::: Supplied material :::

//! Host-side collaborators of the restore workflow.
//!
//! Installing the cluster, preflights, the local artifact mirror and the
//! operator prompts live outside this crate. The restore steps reach them
//! only through [`HostOps`] and [`Prompt`] so they can be mocked.

use async_trait::async_trait;
use tracing::info;

use keel_common::{Error, Result};

/// Host operations the restore steps delegate to
#[cfg_attr(any(test, feature = "mock"), mockall::automock)]
#[async_trait]
pub trait HostOps: Send + Sync {
    /// Fail if a cluster is already installed on this host
    async fn verify_no_installation(&self) -> Result<()>;

    /// Check that the backup store is reachable and holds backups
    async fn validate_backup_store(&self, store: &BackupStore) -> Result<()>;

    /// Re-run host network configuration
    async fn configure_network_manager(&self) -> Result<()>;

    /// Stage the binaries and images shipped with this release
    async fn materialize_binaries(&self) -> Result<()>;

    /// Run host preflights; `Error::Stopped` when they fail and the operator
    /// chose not to continue
    async fn run_host_preflights(&self) -> Result<()>;

    /// Install and start the cluster with its core addons
    async fn install_cluster(&self) -> Result<()>;

    /// Point Velero at the backup store
    async fn configure_backup_store(&self, store: &BackupStore) -> Result<()>;

    /// Restart the local artifact mirror on `port`
    async fn refresh_local_artifact_mirror(&self, port: u16) -> Result<()>;

    /// Install and enable the management service
    async fn install_manager(&self) -> Result<()>;

    /// Trust `address` as an insecure registry
    async fn add_insecure_registry(&self, address: &str) -> Result<()>;

    /// Install additional vendor extensions
    async fn install_extensions(&self) -> Result<()>;
}

/// Operator interaction
#[cfg_attr(any(test, feature = "mock"), mockall::automock)]
pub trait Prompt: Send + Sync {
    /// Yes/no question
    fn confirm(&self, message: &str, default: bool) -> Result<bool>;

    /// Free-text answer, `default` when left blank
    fn input(&self, message: &str, default: &str, required: bool) -> Result<String>;

    /// Hidden answer
    fn password(&self, message: &str) -> Result<String>;
}

/// S3 coordinates of the backup store
#[derive(Clone, Debug, Default, PartialEq, Eq)]
pub struct BackupStore {
    /// Endpoint URL, http or https
    pub endpoint: String,
    /// Region
    pub region: String,
    /// Bucket name
    pub bucket: String,
    /// Optional key prefix
    pub prefix: String,
    /// Access key ID
    pub access_key_id: String,
    /// Secret access key
    pub secret_access_key: String,
}

impl BackupStore {
    /// Every required field is set (the prefix is optional)
    pub fn is_complete(&self) -> bool {
        !self.endpoint.is_empty()
            && !self.region.is_empty()
            && !self.bucket.is_empty()
            && !self.access_key_id.is_empty()
            && !self.secret_access_key.is_empty()
    }

    /// The endpoint carries an http or https scheme
    pub fn has_valid_endpoint(&self) -> bool {
        self.endpoint.starts_with("http://") || self.endpoint.starts_with("https://")
    }

    /// Ask the operator for every coordinate, re-asking for the endpoint
    /// until it is an http(s) URL
    pub fn prompt_missing(&mut self, prompt: &dyn Prompt) -> Result<()> {
        loop {
            self.endpoint = prompt.input("S3 endpoint:", &self.endpoint, true)?.trim().to_string();
            if self.has_valid_endpoint() {
                break;
            }
            info!("Endpoint must start with http:// or https://");
        }
        self.region = prompt.input("Region:", &self.region, true)?.trim().to_string();
        self.bucket = prompt.input("Bucket:", &self.bucket, true)?.trim().to_string();
        self.prefix = prompt
            .input("Prefix (press Enter to skip):", &self.prefix, false)?
            .trim()
            .to_string();
        self.access_key_id = prompt
            .input("Access key ID:", &self.access_key_id, true)?
            .trim()
            .to_string();
        self.secret_access_key = prompt.password("Secret access key:")?.trim().to_string();
        Ok(())
    }

    /// Fill in missing coordinates interactively and validate them
    pub fn resolve(&mut self, prompt: &dyn Prompt) -> Result<()> {
        if !self.is_complete() {
            info!("Enter information to configure access to your backup storage location.");
            self.prompt_missing(prompt)?;
        }
        self.prefix = self.prefix.trim_start_matches('/').to_string();
        if !self.has_valid_endpoint() {
            return Err(Error::validation_for_field(
                "--s3-endpoint",
                "endpoint must start with http:// or https://",
            ));
        }
        Ok(())
    }
}

#[cfg(test)]
mod tests {
    use super::*;
    use mockall::Sequence;

    fn complete() -> BackupStore {
        BackupStore {
            endpoint: "https://s3.us-east-1.amazonaws.com".to_string(),
            region: "us-east-1".to_string(),
            bucket: "backups".to_string(),
            prefix: "/cluster-a".to_string(),
            access_key_id: "AKIA".to_string(),
            secret_access_key: "secret".to_string(),
        }
    }

    #[test]
    fn test_complete_store_skips_prompts() {
        let mut prompt = MockPrompt::new();
        prompt.expect_input().never();
        prompt.expect_password().never();

        let mut store = complete();
        store.resolve(&prompt).unwrap();
        assert_eq!(store.prefix, "cluster-a");
    }

    #[test]
    fn test_flag_endpoint_without_scheme_is_rejected() {
        let mut store = complete();
        store.endpoint = "s3.example.com".to_string();
        let err = store.resolve(&MockPrompt::new()).unwrap_err();
        assert!(matches!(err, Error::Validation { field: Some(ref f), .. } if f == "--s3-endpoint"));
    }

    #[test]
    fn test_prompt_reasks_invalid_endpoint() {
        let mut prompt = MockPrompt::new();
        let mut seq = Sequence::new();
        prompt
            .expect_input()
            .withf(|m, _, _| m == "S3 endpoint:")
            .times(1)
            .in_sequence(&mut seq)
            .returning(|_, _, _| Ok("minio.local:9000".to_string()));
        prompt
            .expect_input()
            .withf(|m, _, _| m == "S3 endpoint:")
            .times(1)
            .in_sequence(&mut seq)
            .returning(|_, _, _| Ok(" http://minio.local:9000 ".to_string()));
        prompt
            .expect_input()
            .returning(|m, _, _| Ok(format!("{}-answer", m.trim_end_matches(':'))));
        prompt
            .expect_password()
            .returning(|_| Ok("secret".to_string()));

        let mut store = BackupStore::default();
        store.resolve(&prompt).unwrap();
        assert_eq!(store.endpoint, "http://minio.local:9000");
        assert_eq!(store.region, "Region-answer");
        assert_eq!(store.secret_access_key, "secret");
        assert!(store.is_complete());
    }
}
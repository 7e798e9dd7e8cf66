use chrono::NaiveDateTime;
use serde::{Deserialize, Serialize};
use sqlx::FromRow;

/// One ARGO float profile row in the structured store.
#[derive(Debug, Clone, PartialEq, Serialize, Deserialize, FromRow)]
pub struct FloatProfile {
    pub id: i64,
    pub platform_number: Option<String>,
    pub region: Option<String>,
    pub month: Option<String>,
    pub institution: Option<String>,
    pub profiler: Option<String>,
    pub ocean: Option<String>,
    pub latitude: Option<f64>,
    pub longitude: Option<f64>,
    pub date: Option<String>,
    pub cycle_number: Option<i64>,
    pub temperature: Option<f64>,
    pub salinity: Option<f64>,
    pub pressure: Option<f64>,
    pub created_date: NaiveDateTime,
}

#[derive(Debug, Clone, PartialEq, Serialize, Deserialize, Default)]
pub struct NewFloatProfile {
    pub platform_number: Option<String>,
    pub region: Option<String>,
    pub month: Option<String>,
    pub institution: Option<String>,
    pub profiler: Option<String>,
    pub ocean: Option<String>,
    pub latitude: Option<f64>,
    pub longitude: Option<f64>,
    pub date: Option<String>,
    pub cycle_number: Option<i64>,
    pub temperature: Option<f64>,
    pub salinity: Option<f64>,
    pub pressure: Option<f64>,
}

/// Bounding box plus totals for a region (or the whole table).
#[derive(Debug, Clone, PartialEq, Serialize, FromRow)]
pub struct GeographicCoverage {
    pub min_lat: Option<f64>,
    pub max_lat: Option<f64>,
    pub min_lon: Option<f64>,
    pub max_lon: Option<f64>,
    pub total_measurements: i64,
    pub unique_profilers: i64,
}

#[derive(Debug, Clone, PartialEq, Serialize, FromRow)]
pub struct MonthlyCount {
    pub month: Option<String>,
    pub measurement_count: i64,
    pub unique_profilers: i64,
}

#[derive(Debug, Clone, PartialEq, Serialize, FromRow)]
pub struct ProfilerStats {
    pub profiler: Option<String>,
    pub count: i64,
    pub first_measurement: Option<String>,
    pub last_measurement: Option<String>,
}
use thiserror::Error;

pub type Result<T> = std::result::Result<T, NeptuneError>;

#[derive(Error, Debug)]
pub enum NeptuneError {
    #[error("Configuration error: {0}")]
    Config(String),

    #[error("Database error: {0}")]
    Database(String),

    #[error("Embedding error: {0}")]
    Embedding(String),

    #[error("Vector index error: {0}")]
    Index(String),

    #[error("Document store error: {0}")]
    Store(String),

    #[error("Language model error: {0}")]
    Llm(String),

    #[error("IO error: {0}")]
    Io(#[from] std::io::Error),

    #[error("Other error: {0}")]
    Other(#[from] anyhow::Error),
}

pub mod commands;
pub mod config;
pub mod database;
pub mod embeddings;
pub mod index;
pub mod ingest;
pub mod intent;
pub mod llm;
pub mod pipeline;
pub mod retrieval;
pub mod store;
use clap::{Parser, Subcommand};
use neptune_ai::Result;
use neptune_ai::commands::{
    chat, clear_store, delete_document, ingest_file, search_documents, show_status,
};
use neptune_ai::config::{run_interactive_config, show_config};
use std::path::PathBuf;

#[derive(Parser)]
#[command(name = "neptune-ai")]
#[command(about = "Conversational retrieval over ARGO ocean float data")]
#[command(version)]
struct Cli {
    #[command(subcommand)]
    command: Commands,
}

#[derive(Subcommand)]
enum Commands {
    /// Configure the embedding encoder and language model
    Config {
        /// Show current configuration
        #[arg(long)]
        show: bool,
    },
    /// Load float profile records from a JSON file into both stores
    Ingest {
        /// Path to a JSON array of profile records
        file: PathBuf,
    },
    /// Semantic search over indexed profile and summary documents
    Search {
        /// Search query
        query: String,
        /// Number of candidates to fetch from the index
        #[arg(short, long, default_value_t = 10)]
        k: usize,
        /// Restrict results to one document type ('profile' or 'summary')
        #[arg(long)]
        doc_type: Option<String>,
        /// Restrict results to summaries for this region
        #[arg(long)]
        region: Option<String>,
    },
    /// Interactive chat over the combined stores
    Chat,
    /// Show store statistics and data coverage
    Status,
    /// Delete one indexed document by id
    Delete {
        /// Document id (content hash)
        id: String,
    },
    /// Delete every indexed document
    Clear {
        /// Skip the confirmation prompt
        #[arg(long)]
        yes: bool,
    },
}

#[tokio::main]
async fn main() -> Result<()> {
    tracing_subscriber::fmt()
        .with_env_filter(tracing_subscriber::EnvFilter::from_default_env())
        .init();

    let cli = Cli::parse();

    match cli.command {
        Commands::Config { show } => {
            if show {
                show_config()?;
            } else {
                run_interactive_config()?;
            }
        }
        Commands::Ingest { file } => {
            ingest_file(&file).await?;
        }
        Commands::Search {
            query,
            k,
            doc_type,
            region,
        } => {
            search_documents(&query, k, doc_type.as_deref(), region.as_deref()).await?;
        }
        Commands::Chat => {
            chat().await?;
        }
        Commands::Status => {
            show_status().await?;
        }
        Commands::Delete { id } => {
            delete_document(&id).await?;
        }
        Commands::Clear { yes } => {
            clear_store(yes).await?;
        }
    }

    Ok(())
}

use anyhow::{Context, Result};
use serde::{Deserialize, Serialize};
use std::fs;
use std::path::{Path, PathBuf};
use thiserror::Error;
use url::Url;

pub const DEFAULT_EMBEDDING_DIMENSION: u32 = 384;
pub const DEFAULT_SEARCH_K: usize = 10;

#[derive(Debug, Clone, Serialize, Deserialize, PartialEq, Default)]
pub struct Config {
    #[serde(default)]
    pub encoder: EncoderConfig,
    #[serde(default)]
    pub llm: LlmConfig,
    #[serde(default)]
    pub search: SearchConfig,
    #[serde(skip)]
    pub base_dir: PathBuf,
}

/// Which embedding provider backs the retrieval layer.
///
/// `Hashing` is fully local and deterministic; `Remote` talks to an
/// Ollama-compatible embedding server and fails hard at startup when the
/// server or model is unavailable.
#[derive(Debug, Clone, Copy, PartialEq, Eq, Serialize, Deserialize, Default)]
#[serde(rename_all = "lowercase")]
pub enum EncoderProvider {
    #[default]
    Hashing,
    Remote,
}

#[derive(Debug, Clone, Serialize, Deserialize, PartialEq)]
#[serde(default)]
pub struct EncoderConfig {
    pub provider: EncoderProvider,
    pub protocol: String,
    pub host: String,
    pub port: u16,
    pub model: String,
    pub dimension: u32,
    pub batch_size: u32,
}

impl Default for EncoderConfig {
    #[inline]
    fn default() -> Self {
        Self {
            provider: EncoderProvider::Hashing,
            protocol: "http".to_string(),
            host: "localhost".to_string(),
            port: 11434,
            model: "all-minilm:latest".to_string(),
            dimension: DEFAULT_EMBEDDING_DIMENSION,
            batch_size: 16,
        }
    }
}

#[derive(Debug, Clone, Serialize, Deserialize, PartialEq)]
#[serde(default)]
pub struct LlmConfig {
    pub api_url: String,
    pub model: String,
    /// Name of the environment variable holding the API key. The key itself
    /// never lives in the config file.
    pub api_key_env: String,
    pub timeout_seconds: u64,
    pub max_tokens: u32,
    pub temperature: f32,
}

impl Default for LlmConfig {
    #[inline]
    fn default() -> Self {
        Self {
            api_url: "https://api.groq.com/openai/v1".to_string(),
            model: "llama-3.3-70b-versatile".to_string(),
            api_key_env: "GROQ_API_KEY".to_string(),
            timeout_seconds: 30,
            max_tokens: 800,
            temperature: 0.6,
        }
    }
}

#[derive(Debug, Clone, Serialize, Deserialize, PartialEq)]
#[serde(default)]
pub struct SearchConfig {
    /// Candidates fetched from the vector index per query.
    pub default_k: usize,
    /// Passages forwarded to the language model as context.
    pub context_passages: usize,
}

impl Default for SearchConfig {
    #[inline]
    fn default() -> Self {
        Self {
            default_k: DEFAULT_SEARCH_K,
            context_passages: 3,
        }
    }
}

#[derive(Debug, Error)]
pub enum ConfigError {
    #[error("Configuration directory not found or could not be created")]
    DirectoryError,
    #[error("Invalid URL format: {0}")]
    InvalidUrl(String),
    #[error("Invalid port: {0} (must be between 1 and 65535)")]
    InvalidPort(u16),
    #[error("Invalid protocol: {0} (must be 'http' or 'https')")]
    InvalidProtocol(String),
    #[error("Invalid model name: {0} (cannot be empty)")]
    InvalidModel(String),
    #[error("Invalid batch size: {0} (must be between 1 and 1000)")]
    InvalidBatchSize(u32),
    #[error("Invalid embedding dimension: {0} (must be between 64 and 4096)")]
    InvalidEmbeddingDimension(u32),
    #[error("Invalid request timeout: {0} seconds (must be between 1 and 300)")]
    InvalidTimeout(u64),
    #[error("Invalid max tokens: {0} (must be between 1 and 32768)")]
    InvalidMaxTokens(u32),
    #[error("Invalid temperature: {0} (must be between 0.0 and 2.0)")]
    InvalidTemperature(f32),
    #[error("Invalid search candidate count: {0} (must be between 1 and 1000)")]
    InvalidSearchK(usize),
    #[error("Invalid context passage count: {0} (must not exceed the search candidate count {1})")]
    InvalidContextPassages(usize, usize),
    #[error("IO error: {0}")]
    Io(#[from] std::io::Error),
    #[error("TOML parsing error: {0}")]
    TomlParse(#[from] toml::de::Error),
    #[error("TOML serialization error: {0}")]
    TomlSerialize(#[from] toml::ser::Error),
}

impl Config {
    /// Resolve the configuration directory, honoring the
    /// `NEPTUNE_AI_CONFIG_DIR` override used by tests and deployments.
    #[inline]
    pub fn config_dir() -> Result<PathBuf, ConfigError> {
        if let Ok(dir) = std::env::var("NEPTUNE_AI_CONFIG_DIR") {
            return Ok(PathBuf::from(dir));
        }

        dirs::config_dir()
            .map(|dir| dir.join("neptune-ai"))
            .ok_or(ConfigError::DirectoryError)
    }

    #[inline]
    pub fn load() -> Result<Self> {
        Self::load_from(Self::config_dir()?)
    }

    #[inline]
    pub fn load_from<P: AsRef<Path>>(config_dir: P) -> Result<Self> {
        let config_path = config_dir.as_ref().join("config.toml");

        if !config_path.exists() {
            return Ok(Self {
                encoder: EncoderConfig::default(),
                llm: LlmConfig::default(),
                search: SearchConfig::default(),
                base_dir: config_dir.as_ref().to_path_buf(),
            });
        }

        let content = fs::read_to_string(&config_path)
            .with_context(|| format!("Failed to read config file: {}", config_path.display()))?;

        let mut config: Config = toml::from_str(&content)
            .with_context(|| format!("Failed to parse config file: {}", config_path.display()))?;
        config.base_dir = config_dir.as_ref().to_path_buf();

        config
            .validate()
            .with_context(|| "Configuration validation failed")?;

        Ok(config)
    }

    #[inline]
    pub fn save(&self) -> Result<()> {
        self.validate()
            .context("Configuration validation failed before saving")?;

        fs::create_dir_all(&self.base_dir).with_context(|| {
            format!(
                "Failed to create config directory: {}",
                self.base_dir.display()
            )
        })?;

        let config_path = self.config_file_path();
        let content = toml::to_string_pretty(self).context("Failed to serialize config to TOML")?;

        fs::write(&config_path, content)
            .with_context(|| format!("Failed to write config file: {}", config_path.display()))?;

        Ok(())
    }

    #[inline]
    pub fn validate(&self) -> Result<(), ConfigError> {
        self.encoder.validate()?;
        self.llm.validate()?;
        self.search.validate()?;
        Ok(())
    }

    #[inline]
    pub fn config_file_path(&self) -> PathBuf {
        self.base_dir.join("config.toml")
    }

    /// Path of the SQLite database holding structured float profiles.
    #[inline]
    pub fn database_path(&self) -> PathBuf {
        self.base_dir.join("profiles.db")
    }

    /// Directory holding `metadata.json` and the vector index blob.
    #[inline]
    pub fn vector_index_path(&self) -> PathBuf {
        self.base_dir.join("vector_index")
    }
}

impl EncoderConfig {
    #[inline]
    pub fn validate(&self) -> Result<(), ConfigError> {
        if self.protocol != "http" && self.protocol != "https" {
            return Err(ConfigError::InvalidProtocol(self.protocol.clone()));
        }

        if self.port == 0 {
            return Err(ConfigError::InvalidPort(self.port));
        }

        self.endpoint_url()?;

        if self.model.trim().is_empty() {
            return Err(ConfigError::InvalidModel(self.model.clone()));
        }

        if self.batch_size == 0 || self.batch_size > 1000 {
            return Err(ConfigError::InvalidBatchSize(self.batch_size));
        }

        if !(64..=4096).contains(&self.dimension) {
            return Err(ConfigError::InvalidEmbeddingDimension(self.dimension));
        }

        Ok(())
    }

    /// Base URL of the remote embedding server. Unused by the hashing
    /// provider but validated regardless so switching providers cannot
    /// surface a latent config error.
    #[inline]
    pub fn endpoint_url(&self) -> Result<Url, ConfigError> {
        let url_str = format!("{}://{}:{}", self.protocol, self.host, self.port);
        Url::parse(&url_str).map_err(|_| ConfigError::InvalidUrl(url_str))
    }
}

impl LlmConfig {
    #[inline]
    pub fn validate(&self) -> Result<(), ConfigError> {
        Url::parse(&self.api_url).map_err(|_| ConfigError::InvalidUrl(self.api_url.clone()))?;

        if self.model.trim().is_empty() {
            return Err(ConfigError::InvalidModel(self.model.clone()));
        }

        if !(1..=300).contains(&self.timeout_seconds) {
            return Err(ConfigError::InvalidTimeout(self.timeout_seconds));
        }

        if self.max_tokens == 0 || self.max_tokens > 32768 {
            return Err(ConfigError::InvalidMaxTokens(self.max_tokens));
        }

        if !(0.0..=2.0).contains(&self.temperature) {
            return Err(ConfigError::InvalidTemperature(self.temperature));
        }

        Ok(())
    }
}

impl SearchConfig {
    #[inline]
    pub fn validate(&self) -> Result<(), ConfigError> {
        if self.default_k == 0 || self.default_k > 1000 {
            return Err(ConfigError::InvalidSearchK(self.default_k));
        }

        if self.context_passages > self.default_k {
            return Err(ConfigError::InvalidContextPassages(
                self.context_passages,
                self.default_k,
            ));
        }

        Ok(())
    }
}
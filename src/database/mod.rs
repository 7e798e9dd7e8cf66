// Structured store for ARGO float profile rows (SQLite via sqlx). The
// vector side lives in `crate::index` + `crate::store`; this side answers
// the region/month/institution questions the chat pipeline asks.


pub mod models;
pub mod queries;

use anyhow::{Context, Result};
use sqlx::sqlite::{SqliteConnectOptions, SqlitePoolOptions};
use sqlx::{Pool, Sqlite};
use std::path::Path;
use tracing::{debug, info};

pub use models::{FloatProfile, GeographicCoverage, MonthlyCount, NewFloatProfile, ProfilerStats};
pub use queries::{ProfileQueries, VALID_MONTHS};

pub type DbPool = Pool<Sqlite>;

#[derive(Debug, Clone)]
pub struct Database {
    pool: DbPool,
}

impl Database {
    #[inline]
    pub async fn new<P: AsRef<Path>>(database_path: P) -> Result<Self> {
        let options = SqliteConnectOptions::new()
            .filename(database_path)
            .create_if_missing(true)
            .foreign_keys(true);

        let pool = SqlitePoolOptions::new()
            .max_connections(10)
            .connect_with(options)
            .await
            .context("Failed to create database connection pool")?;

        let database = Self { pool };
        database.run_migrations().await?;

        Ok(database)
    }

    #[inline]
    pub fn pool(&self) -> &DbPool {
        &self.pool
    }

    #[inline]
    pub async fn run_migrations(&self) -> Result<()> {
        info!("Running database migrations");

        sqlx::migrate!("src/database/migrations")
            .run(&self.pool)
            .await
            .context("Failed to run schema migration")?;

        debug!("Database migrations completed successfully");
        Ok(())
    }

    #[inline]
    pub async fn insert_profile(&self, profile: NewFloatProfile) -> Result<FloatProfile> {
        ProfileQueries::create(&self.pool, profile).await
    }

    #[inline]
    pub async fn list_by_region(&self, region: &str, limit: i64) -> Result<Vec<FloatProfile>> {
        ProfileQueries::list_by_region(&self.pool, region, limit).await
    }

    #[inline]
    pub async fn list_by_month(&self, month: &str, limit: i64) -> Result<Vec<FloatProfile>> {
        ProfileQueries::list_by_month(&self.pool, month, limit).await
    }

    #[inline]
    pub async fn list_by_institution(
        &self,
        institution: &str,
        limit: i64,
    ) -> Result<Vec<FloatProfile>> {
        ProfileQueries::list_by_institution(&self.pool, institution, limit).await
    }

    #[inline]
    pub async fn unique_regions(&self) -> Result<Vec<String>> {
        ProfileQueries::unique_regions(&self.pool).await
    }

    #[inline]
    pub async fn unique_months(&self) -> Result<Vec<String>> {
        ProfileQueries::unique_months(&self.pool).await
    }

    #[inline]
    pub async fn unique_institutions(&self) -> Result<Vec<String>> {
        ProfileQueries::unique_institutions(&self.pool).await
    }

    #[inline]
    pub async fn geographic_coverage(&self, region: Option<&str>) -> Result<GeographicCoverage> {
        ProfileQueries::geographic_coverage(&self.pool, region).await
    }

    #[inline]
    pub async fn monthly_distribution(&self, region: Option<&str>) -> Result<Vec<MonthlyCount>> {
        ProfileQueries::monthly_distribution(&self.pool, region).await
    }

    #[inline]
    pub async fn profiler_stats(
        &self,
        region: Option<&str>,
        limit: i64,
    ) -> Result<Vec<ProfilerStats>> {
        ProfileQueries::profiler_stats(&self.pool, region, limit).await
    }

    #[inline]
    pub async fn count_profiles(&self) -> Result<i64> {
        ProfileQueries::count(&self.pool).await
    }

    /// Reclaim space and refresh planner statistics after bulk ingest.
    #[inline]
    pub async fn optimize(&self) -> Result<()> {
        info!("Optimizing database performance");

        sqlx::query("VACUUM")
            .execute(&self.pool)
            .await
            .context("Failed to vacuum database")?;

        sqlx::query("ANALYZE")
            .execute(&self.pool)
            .await
            .context("Failed to analyze database")?;

        debug!("Database optimization completed");
        Ok(())
    }
}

:::

> [What the exercise asks] Show the lines above that include "tests".

> [Result]
mod tests {
    /// `NEPTUNE_AI_CONFIG_DIR` override used by tests and deployments.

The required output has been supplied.